Saved data entries:
BEGIN
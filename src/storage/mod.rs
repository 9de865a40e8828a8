//! Input datasets: the real pool snapshot and the candidate cycle list

pub mod opportunities;
pub mod pools;

pub use opportunities::*;
pub use pools::*;
//! Execution environments that cycles are replayed against
//!
//! The audit engine only talks to the [`ExecutionEnvironment`] capability set. Two adapters
//! are provided: an in-memory constant-product simulator and an RPC adapter that drives
//! mock router/executor contracts on a development node.

pub mod artifacts;
pub mod rpc;
pub mod simulated;

pub use rpc::*;
pub use simulated::*;

use alloy::primitives::{Address, U256};
use crate::{
    errors::EnvResult,
    types::{ArbitrageParams, ExecutionReceipt},
};

#[allow(async_fn_in_trait)]
pub trait ExecutionEnvironment {
    fn name(&self) -> &str;

    /// Account that is funded and sends every transaction.
    fn operator(&self) -> Address;

    /// Contract that runs swap paths and must be approved to pull the input amount.
    fn executor(&self) -> Address;

    async fn create_token(&mut self) -> EnvResult<Address>;

    async fn set_reserve(
        &mut self,
        token_a: Address,
        token_b: Address,
        reserve_a: U256,
        reserve_b: U256,
    ) -> EnvResult<()>;

    async fn mint(&mut self, token: Address, account: Address, amount: U256) -> EnvResult<()>;

    /// Approves `spender` to pull `amount` of `token` from the operator.
    async fn approve(&mut self, token: Address, spender: Address, amount: U256) -> EnvResult<()>;

    async fn execute_arbitrage(&mut self, params: &ArbitrageParams) -> EnvResult<ExecutionReceipt>;

    async fn balance_of(&self, token: Address, account: Address) -> EnvResult<U256>;
}
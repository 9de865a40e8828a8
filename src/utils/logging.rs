//! Logging setup and configuration

use anyhow::Result;
use std::sync::Arc;
use tracing_subscriber::{
    fmt::format::FmtSpan, layer::SubscriberExt, util::SubscriberInitExt, EnvFilter,
};

pub const LOG_DIR: &str = "output/logs";
pub const LOG_FILE: &str = "cycle-auditor.log";

/// Keeps the non-blocking file writer flushing until dropped.
pub struct LoggingGuard {
    pub _guard: tracing_appender::non_blocking::WorkerGuard,
}

/// Console output for the operator plus a compact hourly file as the audit trail.
///
/// `RUST_LOG` overrides the default `info` level. The file layer also records when each
/// `cycle` span closes, with its busy time.
pub fn setup_logging() -> Result<Arc<LoggingGuard>> {
    let (non_blocking, guard) = tracing_appender::non_blocking(file_appender(LOG_DIR));

    let filter = match EnvFilter::try_from_default_env() {
        Ok(filter) => filter,
        Err(_) => EnvFilter::new("info"),
    };

    tracing_subscriber::registry()
        .with(
            tracing_subscriber::fmt::layer()
                .with_target(false)
                .with_thread_ids(false)
                .with_ansi(true)
                .with_level(true),
        )
        .with(
            tracing_subscriber::fmt::layer()
                .with_writer(non_blocking)
                .with_target(true)
                .with_level(true)
                .with_ansi(false)
                .with_span_events(FmtSpan::CLOSE)
                .compact(),
        )
        .with(filter)
        .try_init()?;

    Ok(Arc::new(LoggingGuard { _guard: guard }))
}

fn file_appender(dir: impl AsRef<std::path::Path>) -> tracing_appender::rolling::RollingFileAppender {
    tracing_appender::rolling::hourly(dir, LOG_FILE)
}

pub fn setup_output_directories() -> Result<()> {
    std::fs::create_dir_all(LOG_DIR)?;
    Ok(())
}
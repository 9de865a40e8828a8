//! Pool dataset loading

use anyhow::Context;
use std::{fs, path::Path};
use tracing::{info, warn};
use crate::{
    errors::{AuditError, AuditResult},
    types::PoolRecord,
};

pub fn load_pools(path: &Path) -> AuditResult<Vec<PoolRecord>> {
    let raw = fs::read_to_string(path)
        .with_context(|| format!("reading pool dataset {}", path.display()))
        .map_err(|e| AuditError::fatal("load pools", e))?;
    let pools = parse_pools(&raw)?;
    info!("📂 Loaded {} pools from {}", pools.len(), path.display());
    Ok(pools)
}

pub fn parse_pools(raw: &str) -> AuditResult<Vec<PoolRecord>> {
    let pools: Vec<PoolRecord> = serde_json::from_str(raw)
        .context("pool dataset is not a JSON array of pools")
        .map_err(|e| AuditError::fatal("load pools", e))?;

    let degenerate = pools.iter().filter(|p| p.token0.id == p.token1.id).count();
    if degenerate > 0 {
        warn!("{} pools pair a token with itself; only a hop from a token to itself will use them", degenerate);
    }
    Ok(pools)
}
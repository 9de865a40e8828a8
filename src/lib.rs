//! Cycle Auditor - forensic replay of candidate arbitrage cycles
//!
//! Each candidate cycle is replayed against a controllable liquidity environment
//! seeded with real pool reserves, and its gas-inclusive net profit is measured
//! from the operator's balances rather than taken from the discovery estimate.

pub mod config;
pub mod types;
pub mod errors;
pub mod network;
pub mod environment;
pub mod registry;
pub mod pools;
pub mod execution;
pub mod accounting;
pub mod audit;
pub mod utils;
pub mod storage;

// Re-export commonly used items
pub use config::{Config, CONFIG};
pub use errors::{AuditError, AuditResult, EnvironmentError, EnvResult};
pub use types::*;

// Type alias for our concrete provider
pub type ConcreteProvider = alloy::providers::RootProvider<alloy::transports::BoxTransport>;
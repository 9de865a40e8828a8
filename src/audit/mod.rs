//! Per-cycle audit orchestration

pub mod orchestrator;

pub use orchestrator::*;
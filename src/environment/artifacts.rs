//! Compiled contract artifacts for the RPC environment

use alloy::primitives::Bytes;
use anyhow::{Context, Result};
use serde_json::Value;
use std::path::Path;

/// Reads creation bytecode from a Remix or Foundry artifact file.
pub fn load_bytecode(path: &Path) -> Result<Bytes> {
    let content = std::fs::read_to_string(path)
        .with_context(|| format!("Failed to read artifact {}", path.display()))?;
    let json: Value = serde_json::from_str(&content)
        .with_context(|| format!("Failed to parse artifact {}", path.display()))?;
    bytecode_from_json(&json).with_context(|| format!("No bytecode in artifact {}", path.display()))
}

pub fn bytecode_from_json(json: &Value) -> Result<Bytes> {
    // Remix: data.bytecode.object, Foundry: bytecode.object, Hardhat: bytecode
    let object = json
        .pointer("/data/bytecode/object")
        .or_else(|| json.pointer("/bytecode/object"))
        .or_else(|| json.get("bytecode"))
        .and_then(Value::as_str)
        .ok_or_else(|| anyhow::anyhow!("bytecode object not found"))?;

    if object.trim_start_matches("0x").is_empty() {
        return Err(anyhow::anyhow!("bytecode object is empty"));
    }
    let code = alloy::hex::decode(object).context("Bytecode is not valid hex")?;
    Ok(Bytes::from(code))
}
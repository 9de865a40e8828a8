//! Exact conversion between decimal strings and integer minor units

use alloy::primitives::{I256, U256};
use rust_decimal::Decimal;
use crate::errors::{AuditError, AuditResult};

/// Converts a decimal string into integer minor units at `decimals` places.
///
/// Fractional digits past `decimals` are truncated, never rounded. A value without
/// a fractional separator is taken to be in minor units already. Empty input is zero.
pub fn normalize(value: &str, decimals: u8) -> AuditResult<U256> {
    let value = value.trim();
    if value.is_empty() {
        return Ok(U256::ZERO);
    }

    let digits = match value.split_once('.') {
        Some((integer, fraction)) => {
            if integer.is_empty() && fraction.is_empty() {
                return Err(AuditError::malformed(value, "no digits"));
            }
            ensure_digits(value, integer)?;
            ensure_digits(value, fraction)?;

            let places = usize::from(decimals);
            let kept = &fraction[..fraction.len().min(places)];
            let mut digits = String::with_capacity(integer.len() + places);
            digits.push_str(integer);
            digits.push_str(kept);
            digits.push_str(&"0".repeat(places - kept.len()));
            digits
        }
        None => {
            ensure_digits(value, value)?;
            value.to_string()
        }
    };

    if digits.is_empty() {
        return Ok(U256::ZERO);
    }

    U256::from_str_radix(&digits, 10)
        .map_err(|e| AuditError::Overflow(format!("{value} at {decimals} decimals: {e}")))
}

fn ensure_digits(value: &str, part: &str) -> AuditResult<()> {
    match part.chars().find(|c| !c.is_ascii_digit()) {
        Some(c) => Err(AuditError::malformed(value, format!("unexpected character {c:?}"))),
        None => Ok(()),
    }
}

/// Renders a signed minor-unit amount as a decimal at `decimals` places.
pub fn to_decimal(amount: I256, decimals: u8) -> AuditResult<Decimal> {
    let raw = i128::try_from(amount)
        .map_err(|_| AuditError::Overflow(format!("{amount} does not fit a decimal")))?;
    Decimal::try_from_i128_with_scale(raw, u32::from(decimals))
        .map_err(|e| AuditError::Overflow(format!("{amount} at {decimals} decimals: {e}")))
}

/// Unsigned counterpart of [`to_decimal`].
pub fn to_decimal_unsigned(amount: U256, decimals: u8) -> AuditResult<Decimal> {
    to_decimal(to_signed(amount)?, decimals)
}

pub fn to_signed(amount: U256) -> AuditResult<I256> {
    I256::try_from(amount).map_err(|_| AuditError::Overflow(format!("{amount} exceeds i256")))
}

#[cfg(test)]
mod tests {
    use super::*;
    use proptest::prelude::*;
    use rust_decimal_macros::dec;

    #[test]
    fn zero_and_empty_are_zero() {
        assert_eq!(normalize("", 18).unwrap(), U256::ZERO);
        assert_eq!(normalize("0", 0).unwrap(), U256::ZERO);
        assert_eq!(normalize("0", 18).unwrap(), U256::ZERO);
        assert_eq!(normalize("0.0", 6).unwrap(), U256::ZERO);
    }

    #[test]
    fn excess_fraction_is_truncated() {
        assert_eq!(normalize("1.23456789", 4).unwrap(), U256::from(12345));
        assert_eq!(normalize("0.99999", 2).unwrap(), U256::from(99));
    }

    #[test]
    fn short_fraction_is_padded() {
        assert_eq!(normalize("2.5", 6).unwrap(), U256::from(2_500_000));
        assert_eq!(normalize(".5", 3).unwrap(), U256::from(500));
        assert_eq!(normalize("7.", 2).unwrap(), U256::from(700));
    }

    #[test]
    fn integers_pass_through_as_minor_units() {
        assert_eq!(normalize("1000", 18).unwrap(), U256::from(1000));
        assert_eq!(normalize("1000", 0).unwrap(), U256::from(1000));
    }

    #[test]
    fn large_reserves_exceed_u64() {
        let reserve = normalize("123456789012345.123456789012345678", 18).unwrap();
        let expected = U256::from_str_radix("123456789012345123456789012345678", 10).unwrap();
        assert_eq!(reserve, expected);
        assert!(reserve > U256::from(u64::MAX));
    }

    #[test]
    fn malformed_input_is_rejected() {
        for bad in ["abc", "1.2.3", "-5", "1e18", "0x10", ".", "1,5"] {
            assert!(
                matches!(normalize(bad, 18), Err(AuditError::MalformedDecimal { .. })),
                "{bad} should be malformed"
            );
        }
    }

    #[test]
    fn values_past_u256_overflow() {
        let huge = "9".repeat(80);
        assert!(matches!(normalize(&huge, 0), Err(AuditError::Overflow(_))));
    }

    #[test]
    fn minor_units_render_back_to_decimals() {
        let gain = to_decimal(I256::try_from(200i64).unwrap(), 18).unwrap();
        assert_eq!(gain, dec!(0.0000000000000002));

        let loss = to_decimal(I256::try_from(-1_500_000i64).unwrap(), 6).unwrap();
        assert_eq!(loss, dec!(-1.5));

        let unsigned = to_decimal_unsigned(U256::from(4_800_000_000_000_000u64), 18).unwrap();
        assert_eq!(unsigned, dec!(0.0048));
    }

    proptest! {
        #[test]
        fn integer_strings_pass_through(n in any::<u64>(), d in 0u8..=36) {
            prop_assert_eq!(normalize(&n.to_string(), d).unwrap(), U256::from(n));
        }

        #[test]
        fn fraction_scales_by_decimals(int in 0u64..1_000_000, frac in 0u32..1000, d in 3u8..=30) {
            let value = format!("{int}.{frac:03}");
            let scaled = U256::from(int) * U256::from(10).pow(U256::from(d))
                + U256::from(frac) * U256::from(10).pow(U256::from(d - 3));
            prop_assert_eq!(normalize(&value, d).unwrap(), scaled);
        }

        #[test]
        fn normalization_is_deterministic(s in "[0-9]{0,20}(\\.[0-9]{0,30})?", d in 0u8..=24) {
            prop_assert_eq!(normalize(&s, d).ok(), normalize(&s, d).ok());
        }
    }
}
END
* Required work: Your task for the entries above: copy exactly the span starting with the line with "a development node." and going on through the line with "#[allow(async_fn_in_trait)]", both lines included, and nothing else.

* Solved problem:
//! mock router/executor contracts on a development node.

pub mod artifacts;
pub mod rpc;
pub mod simulated;

pub use rpc::*;
pub use simulated::*;

use alloy::primitives::{Address, U256};
use crate::{
    errors::EnvResult,
    types::{ArbitrageParams, ExecutionReceipt},
};

#[allow(async_fn_in_trait)]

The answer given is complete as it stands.